It is an unavoidable part of keeping backyard chickens – at some point one of your flock members is going to get injured or become ill. In these situations you need to be able to create a workable “chicken sick bay” indoors where you can provide the necessary chicken nursing care. The need to be able to dispense home chicken health care is especially true with the general shortage of veterinaries with poultry expertise at a reason price in today’s world. Recently, I found myself scrambling to assemble a makeshift “chicken sick bay” to care for an injured pullet.
My backyard flock is made up of two chicken gangs. The more established group is my three older hens who live in my main coop. The rival chicken clique is my group of newer pullets, all of whom are not quite a year old. These “little girls” (pullets) live in a tractor that I built initially for my first flock. I have not merged the two groups into one flock yet because some of the pullets are still too small to protect themselves from the “big girls,” if they were all locked up in the same coop. For better or worse, I decided that the two groups would live separately until springtime when I will combine them into the main coop and run.
Despite not living together, the two chicken gangs are well acquainted through regular all flock “play dates” in the yard. Overall, this free-range socializing between the big and little hens in the yard has gone pretty well. There is, of course, some mild chasing and the random peck as the older hens exert their rank over the pullets. A couple weeks ago though, something went amiss in the all flock play date.

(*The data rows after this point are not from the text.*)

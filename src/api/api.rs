use actix_web::http::header::{self, ContentType};
use actix_web::web::Bytes;
use actix_web::{delete, get, post, put, web, HttpResponse};

use crate::auth::AuthenticatedUser;
use crate::cache::{todo_list_key, TODOS_TAG};
use crate::error::AppError;
use crate::error::ErrorBody;
use crate::models::todo::{CreateTodo, TodoItem, UpdateTodo};
use crate::service::TodoService;

pub const CACHE_HEADER: &str = "X-Cache";

fn json_listing(body: Bytes, status: &'static str) -> HttpResponse {
    HttpResponse::Ok()
        .content_type(ContentType::json())
        .insert_header((CACHE_HEADER, status))
        .body(body)
}

#[utoipa::path(
    get,
    path = "/api/todos",
    tag = "todos",
    responses(
        (status = 200, description = "The caller's todos ordered by id", body = [TodoItem]),
        (status = 401, description = "No valid session"),
    ),
    security(("session" = []))
)]
#[get("/todos")]
pub async fn get_todos(
    user: AuthenticatedUser,
    todos: web::Data<TodoService>,
) -> Result<HttpResponse, AppError> {
    let key = todo_list_key(user.id());
    if let Some(body) = todos.cache().get(&key) {
        return Ok(json_listing(body, "HIT"));
    }
    let pending = todos.cache().claim(key, &[TODOS_TAG]);
    let items = todos.list(user.id()).await?;
    let body = serde_json::to_vec(&items).map_err(|err| AppError::Internal(err.to_string()))?;
    let body = Bytes::from(body);
    todos.cache().fill(pending, body.clone());
    Ok(json_listing(body, "MISS"))
}

#[utoipa::path(
    post,
    path = "/api/todos",
    tag = "todos",
    request_body = CreateTodo,
    responses(
        (status = 201, description = "Created", body = TodoItem),
        (status = 400, description = "Invalid input or antiforgery token", body = ErrorBody),
        (status = 401, description = "No valid session"),
    ),
    security(("session" = [], "antiforgery" = []))
)]
#[post("/todos")]
pub async fn create_todo(
    user: AuthenticatedUser,
    todos: web::Data<TodoService>,
    new_todo: web::Json<CreateTodo>,
) -> Result<HttpResponse, AppError> {
    let todo = todos.create(user.id(), new_todo.into_inner()).await?;
    Ok(HttpResponse::Created()
        .insert_header((header::LOCATION, format!("/api/todos/{}", todo.id)))
        .json(todo))
}

#[utoipa::path(
    put,
    path = "/api/todos/{id}",
    tag = "todos",
    params(("id" = i32, Path, description = "Todo id")),
    request_body = UpdateTodo,
    responses(
        (status = 200, description = "Updated", body = TodoItem),
        (status = 400, description = "Invalid input or antiforgery token", body = ErrorBody),
        (status = 401, description = "No valid session"),
        (status = 404, description = "No such todo for this user", body = ErrorBody),
    ),
    security(("session" = [], "antiforgery" = []))
)]
#[put("/todos/{id}")]
pub async fn update_todo_by_id(
    user: AuthenticatedUser,
    todos: web::Data<TodoService>,
    id: web::Path<i32>,
    updated_todo: web::Json<UpdateTodo>,
) -> Result<HttpResponse, AppError> {
    let todo = todos
        .update(user.id(), id.into_inner(), updated_todo.into_inner())
        .await?;
    Ok(HttpResponse::Ok().json(todo))
}

#[utoipa::path(
    put,
    path = "/api/todos/{id}/toggle",
    tag = "todos",
    params(("id" = i32, Path, description = "Todo id")),
    responses(
        (status = 200, description = "Completion flipped", body = TodoItem),
        (status = 401, description = "No valid session"),
        (status = 404, description = "No such todo for this user", body = ErrorBody),
    ),
    security(("session" = [], "antiforgery" = []))
)]
#[put("/todos/{id}/toggle")]
pub async fn toggle_todo_by_id(
    user: AuthenticatedUser,
    todos: web::Data<TodoService>,
    id: web::Path<i32>,
) -> Result<HttpResponse, AppError> {
    let todo = todos.toggle(user.id(), id.into_inner()).await?;
    Ok(HttpResponse::Ok().json(todo))
}

#[utoipa::path(
    delete,
    path = "/api/todos/{id}",
    tag = "todos",
    params(("id" = i32, Path, description = "Todo id")),
    responses(
        (status = 204, description = "Deleted"),
        (status = 401, description = "No valid session"),
        (status = 404, description = "No such todo for this user", body = ErrorBody),
    ),
    security(("session" = [], "antiforgery" = []))
)]
#[delete("/todos/{id}")]
pub async fn delete_todo_by_id(
    user: AuthenticatedUser,
    todos: web::Data<TodoService>,
    id: web::Path<i32>,
) -> Result<HttpResponse, AppError> {
    todos.delete(user.id(), id.into_inner()).await?;
    Ok(HttpResponse::NoContent().finish())
}

pub fn config(cfg: &mut web::ServiceConfig) {
    cfg.service(
        web::scope("/api")
            .service(get_todos)
            .service(create_todo)
            .service(update_todo_by_id)
            .service(toggle_todo_by_id)
            .service(delete_todo_by_id),
    );
}

#[cfg(test)]
mod tests {
    use super::*;
    use crate::models::todo::Priority;
    use crate::test_support::{init_app, sign_up};
    use actix_web::http::StatusCode;
    use actix_web::test;
    use serde_json::json;

    #[actix_web::test]
    async fn todos_require_a_session() {
        let app = init_app().await;
        let req = test::TestRequest::get().uri("/api/todos").to_request();
        let resp = test::call_service(&app, req).await;
        assert_eq!(resp.status(), StatusCode::UNAUTHORIZED);
    }

    #[actix_web::test]
    async fn create_then_list() {
        let app = init_app().await;
        let session = sign_up(&app, "ada@example.com").await;

        let req = session
            .request(test::TestRequest::post().uri("/api/todos"))
            .set_json(json!({"title": "Buy milk", "priority": "High"}))
            .to_request();
        let resp = test::call_service(&app, req).await;
        assert_eq!(resp.status(), StatusCode::CREATED);
        let location = resp.headers().get(header::LOCATION).cloned();
        let created: TodoItem = test::read_body_json(resp).await;
        assert_eq!(created.priority, Priority::High);
        assert_eq!(
            location.as_ref().and_then(|value| value.to_str().ok()),
            Some(format!("/api/todos/{}", created.id).as_str())
        );

        let req = session
            .request(test::TestRequest::get().uri("/api/todos"))
            .to_request();
        let listed: Vec<TodoItem> = test::call_and_read_body_json(&app, req).await;
        assert_eq!(listed.len(), 1);
        assert_eq!(listed[0].title, "Buy milk");
    }

    #[actix_web::test]
    async fn listing_is_served_from_cache_until_a_write() {
        let app = init_app().await;
        let session = sign_up(&app, "ada@example.com").await;
        let list = || {
            session
                .request(test::TestRequest::get().uri("/api/todos"))
                .to_request()
        };

        let first = test::call_service(&app, list()).await;
        assert_eq!(first.headers().get(CACHE_HEADER).unwrap(), "MISS");
        let second = test::call_service(&app, list()).await;
        assert_eq!(second.headers().get(CACHE_HEADER).unwrap(), "HIT");

        let req = session
            .request(test::TestRequest::post().uri("/api/todos"))
            .set_json(json!({"title": "Invalidate"}))
            .to_request();
        test::call_service(&app, req).await;

        let third = test::call_service(&app, list()).await;
        assert_eq!(third.headers().get(CACHE_HEADER).unwrap(), "MISS");
        let listed: Vec<TodoItem> = test::read_body_json(third).await;
        assert_eq!(listed.len(), 1);
    }

    #[actix_web::test]
    async fn users_only_see_their_own_todos() {
        let app = init_app().await;
        let ada = sign_up(&app, "ada@example.com").await;
        let bob = sign_up(&app, "bob@example.com").await;

        let req = ada
            .request(test::TestRequest::post().uri("/api/todos"))
            .set_json(json!({"title": "Private"}))
            .to_request();
        let created: TodoItem = test::call_and_read_body_json(&app, req).await;

        let req = bob
            .request(test::TestRequest::get().uri("/api/todos"))
            .to_request();
        let listed: Vec<TodoItem> = test::call_and_read_body_json(&app, req).await;
        assert!(listed.is_empty());

        let req = bob
            .request(test::TestRequest::put().uri(&format!("/api/todos/{}/toggle", created.id)))
            .to_request();
        let resp = test::call_service(&app, req).await;
        assert_eq!(resp.status(), StatusCode::NOT_FOUND);
        let body: ErrorBody = test::read_body_json(resp).await;
        assert_eq!(body.error, "Todo not found");
    }

    #[actix_web::test]
    async fn update_toggle_and_delete() {
        let app = init_app().await;
        let session = sign_up(&app, "ada@example.com").await;
        let req = session
            .request(test::TestRequest::post().uri("/api/todos"))
            .set_json(json!({"title": "Draft"}))
            .to_request();
        let created: TodoItem = test::call_and_read_body_json(&app, req).await;
        let uri = format!("/api/todos/{}", created.id);

        let req = session
            .request(test::TestRequest::put().uri(&uri))
            .set_json(json!({
                "title": "Final",
                "isCompleted": false,
                "priority": "Low",
                "description": "ship it",
                "startAtUtc": "2026-02-01T09:00:00+01:00",
                "endAtUtc": "2026-02-01T10:00:00Z"
            }))
            .to_request();
        let updated: TodoItem = test::call_and_read_body_json(&app, req).await;
        assert_eq!(updated.title, "Final");
        assert_eq!(updated.description, "ship it");
        assert_eq!(
            updated.start_at_utc.map(|at| at.to_rfc3339()),
            Some("2026-02-01T08:00:00+00:00".to_string())
        );

        let req = session
            .request(test::TestRequest::put().uri(&format!("{uri}/toggle")))
            .to_request();
        let toggled: TodoItem = test::call_and_read_body_json(&app, req).await;
        assert!(toggled.is_completed);

        let req = session
            .request(test::TestRequest::delete().uri(&uri))
            .to_request();
        let resp = test::call_service(&app, req).await;
        assert_eq!(resp.status(), StatusCode::NO_CONTENT);

        let req = session
            .request(test::TestRequest::delete().uri(&uri))
            .to_request();
        let resp = test::call_service(&app, req).await;
        assert_eq!(resp.status(), StatusCode::NOT_FOUND);
    }

    #[actix_web::test]
    async fn invalid_schedules_are_bad_requests() {
        let app = init_app().await;
        let session = sign_up(&app, "ada@example.com").await;
        let req = session
            .request(test::TestRequest::post().uri("/api/todos"))
            .set_json(json!({
                "title": "Backwards",
                "startAtUtc": "2026-02-01T10:00:00Z",
                "endAtUtc": "2026-02-01T09:00:00Z"
            }))
            .to_request();
        let resp = test::call_service(&app, req).await;
        assert_eq!(resp.status(), StatusCode::BAD_REQUEST);
        let body: ErrorBody = test::read_body_json(resp).await;
        assert_eq!(body.error, "End must be on or after start.");
    }

    #[actix_web::test]
    async fn overlong_descriptions_are_bad_requests() {
        let app = init_app().await;
        let session = sign_up(&app, "ada@example.com").await;
        let req = session
            .request(test::TestRequest::post().uri("/api/todos"))
            .set_json(json!({"title": "Essay", "description": "x".repeat(1001)}))
            .to_request();
        let resp = test::call_service(&app, req).await;
        assert_eq!(resp.status(), StatusCode::BAD_REQUEST);
        let body: ErrorBody = test::read_body_json(resp).await;
        assert_eq!(body.error, "Description must be 1000 characters or fewer.");
    }

    #[actix_web::test]
    async fn malformed_json_is_a_bad_request() {
        let app = init_app().await;
        let session = sign_up(&app, "ada@example.com").await;
        let req = session
            .request(test::TestRequest::post().uri("/api/todos"))
            .insert_header(ContentType::json())
            .set_payload("{\"title\": ")
            .to_request();
        let resp = test::call_service(&app, req).await;
        assert_eq!(resp.status(), StatusCode::BAD_REQUEST);
        let body: ErrorBody = test::read_body_json(resp).await;
        assert!(!body.error.is_empty());
    }

    #[actix_web::test]
    async fn non_numeric_ids_are_json_bad_requests() {
        let app = init_app().await;
        let session = sign_up(&app, "ada@example.com").await;
        for uri in ["/api/todos/abc/toggle", "/api/todos/99999999999"] {
            let req = session
                .request(test::TestRequest::put().uri(uri))
                .to_request();
            let resp = test::call_service(&app, req).await;
            assert_eq!(resp.status(), StatusCode::BAD_REQUEST, "{uri}");
            let body: ErrorBody = test::read_body_json(resp).await;
            assert!(!body.error.is_empty());
        }
    }

    #[actix_web::test]
    async fn writes_without_the_antiforgery_header_are_rejected() {
        let app = init_app().await;
        let session = sign_up(&app, "ada@example.com").await;
        let req = session
            .request_without_token(test::TestRequest::post().uri("/api/todos"))
            .set_json(json!({"title": "Forged"}))
            .to_request();
        let resp = test::call_service(&app, req).await;
        assert_eq!(resp.status(), StatusCode::BAD_REQUEST);
        let body: ErrorBody = test::read_body_json(resp).await;
        assert_eq!(body.error, "Invalid antiforgery token");
    }
}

I was inside my house when I heard a loud “BAWK” from one of the hens. I briefly went outside to investigate but noticed nothing wrong. A couple hours later when I was locking up the coops for the night, I discovered poor Francesca Chicken (my black feathered Blue Bresse) trapped under the lowest bar of an ornamental garden obelisk. Her comb was bloodied and her skull was gashed near the base of her comb. Wedged under this yard decoration and injured, she looked truly pathetic.
I brought Francesca inside my house to treat her wounds. I washed all of the feathers on the crown of her head which were stiff from being coated in blood with warm water. I then treated the cut on her head with hydrogen peroxide being quite careful not to get any in her eyes. The ugly wound bubbled and hissed while the hydrogen peroxide cleaned away potential germs. I concluded my amateur chicken doctoring by daubing her freshly cleaned wound with a bit of antibiotic ointment (i.e. no-name Neosporin).
As I cleaned and cared for Francesca, I could not discern whether her injuries were the result of mysteriously getting trapped under the metal yard art or from being pecked by the other hens or a combination of the two possible causes. She was however completely exhausted by the whole ordeal of being injured and then cared for against her will, and it seemed that the compassionate thing to do would be to keep her indoors while she recuperated. But where does one suddenly house a chicken indoors?
In my dining area, I quickly assembled a chicken sick bay using a large, hinge-lidded, plastic tote. Francesca fit well inside of the tote, which was made slightly more comfortable by an old beach towel used as bedding. I also provided her a small dish of food and a canning jar with fresh water in the corner of the tote. Worried that I might suffocate this bedraggled hen if I simply shut the lid on the tote, I propped it open with use of my duster. I then secured the partially opened lid with a little painters tape on the outside of the tote.
Francesca tolerated being indoors for a few days and it gave her wound a chance to close up and not be a temptation for pecking by other flock members. You might want to be better prepared than I was for the inevitability of having to nurse a chicken indoors, by figuring out (before it is a crisis) what you will use for your chicken sick bay. I was really lucky to have an empty tote available at the time of Francesca’s injury. Without that tote, I would have been hard-pressed for an appropriate place to house this hen as she recuperated. The tote worked well and was easy to clean – which might be a simple solution for your future chicken sick bay needs.